EX-FILING FEES 9 rocru-20220202xex10.htm EX-FILING FEES

Exhibit 107

Calculation of Filing Fee Tables

Form S-1

(Form Type)

Roth CH Acquisition III Co.

(Exact Name of Registrant as Specified in its Charter)

Table 1: Newly Registered Securities

CALCULATION OF REGISTRATION FEE

Security Type

Security Class Title(1)

Fee Calculation Rule

Amount Being Registered

Proposed Maximum Offering Price Per Security

Maximum Aggregate Offering Price

Fee Rate

Amount of Registration Fee

Fees to be Paid

Equity

Shares of Class A common stock, $0.0001 par value (“Class A Common Stock”)

Rule 457(c)

11,614,000(2)

$9.98(3)

$115,907,720

0.0000927

$10,744.65(4)

Fees Previously Paid

Equity

Shares of Class A Common Stock

Rule 457(c)

12,160,000

$120,019,200

0.0001091

$13,094.10(4)

Total Offering Amounts

$115,907,720

$10,744.65

Total Fees Previously Paid

$13,094.10

Net Fee Due

$0

(1)

All securities being registered will be issued by Roth CH Acquisition III Co., a Delaware corporation (“ROCR”), in connection with ROCR’s previously announced proposed initial business combination (the “Business Combination”) with BCP QualTek HoldCo, LLC (“QualTek”), pursuant to which (i) Roth CH III Blocker Merger Sub, LLC (“Blocker Merger Sub”) will be merged with and into BCP QualTek Investors, LLC (“Blocker”), with the Blocker surviving as a wholly owned subsidiary of ROCR, (ii) immediately thereafter, Blocker will be merged with and into ROCR, with ROCR as the surviving company, and (iii) immediately thereafter, Roth CH III Merger Sub, LLC (“Company Merger Sub”) will be merged with and into QualTek, with QualTek as the surviving company.

(2)

Represents the resale of 6,937,500 shares of Class A Common Stock issuable upon the exchange of Common Units and shares of Class B Common Stock underlying convertible notes of QualTek (the “Pre- PIPE Notes”) issued to certain accredited investors (the “Pre-PIPE Investors”) in a private placement (the “Pre-PIPE Investment”) and 4,676,500 shares of Class A Common Stock to be issued to certain accredited investors (the “PIPE Investors”) in a private placement (the “PIPE Investment”) upon the closing of the Business Combination.

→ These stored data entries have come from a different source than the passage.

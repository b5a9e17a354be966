use std::path::Path;

use anyhow::{Context, Result};
use flexi_logger::{Logger, LoggerHandle};
use folio::FolioConfig;

/// Start logging to stderr. `RUST_LOG` overrides `spec` when set.
pub fn init_logging(spec: &str) -> Result<LoggerHandle> {
    Logger::try_with_env_or_str(spec)
        .with_context(|| format!("Invalid log specification '{spec}'"))?
        .log_to_stderr()
        .format(flexi_logger::default_format)
        .start()
        .context("Failed to start logger")
}

/// Load the configuration file, or the defaults when none is given.
pub fn load_config(path: Option<&Path>) -> Result<FolioConfig> {
    match path {
        Some(path) => FolioConfig::load(path)
            .with_context(|| format!("Failed to load config from {}", path.display())),
        None => Ok(FolioConfig::default()),
    }
}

Pursuant to Rule 416 under the Securities Act of 1933, as amended (the “Securities Act”), the registrant is also registering an indeterminate number of additional shares of Common Stock that may become issuable as a result of any stock dividend, stock split, recapitalization or other similar transaction.

(3)

Pursuant to Rule 457(c) under the Securities Act, and solely for the purpose of calculating the registration fee, the proposed maximum offering price per share is $9.98, which is the average of the high and low prices of shares of ROCR Common Stock on January 31, 2022 (such date being within five business days of the date that this registration statement was filed with the U.S. Securities and Exchange Commission (the “SEC”)) on The Nasdaq Capital Market.

(4)

$13,094.10 was previously paid with the initial filing of the Registration Statement on Form S-1 (Registration No. 333-259069) filed on August 26, 2021. Accordingly, no registration fee is being paid with this Amendment No. 2 to the Form S-1.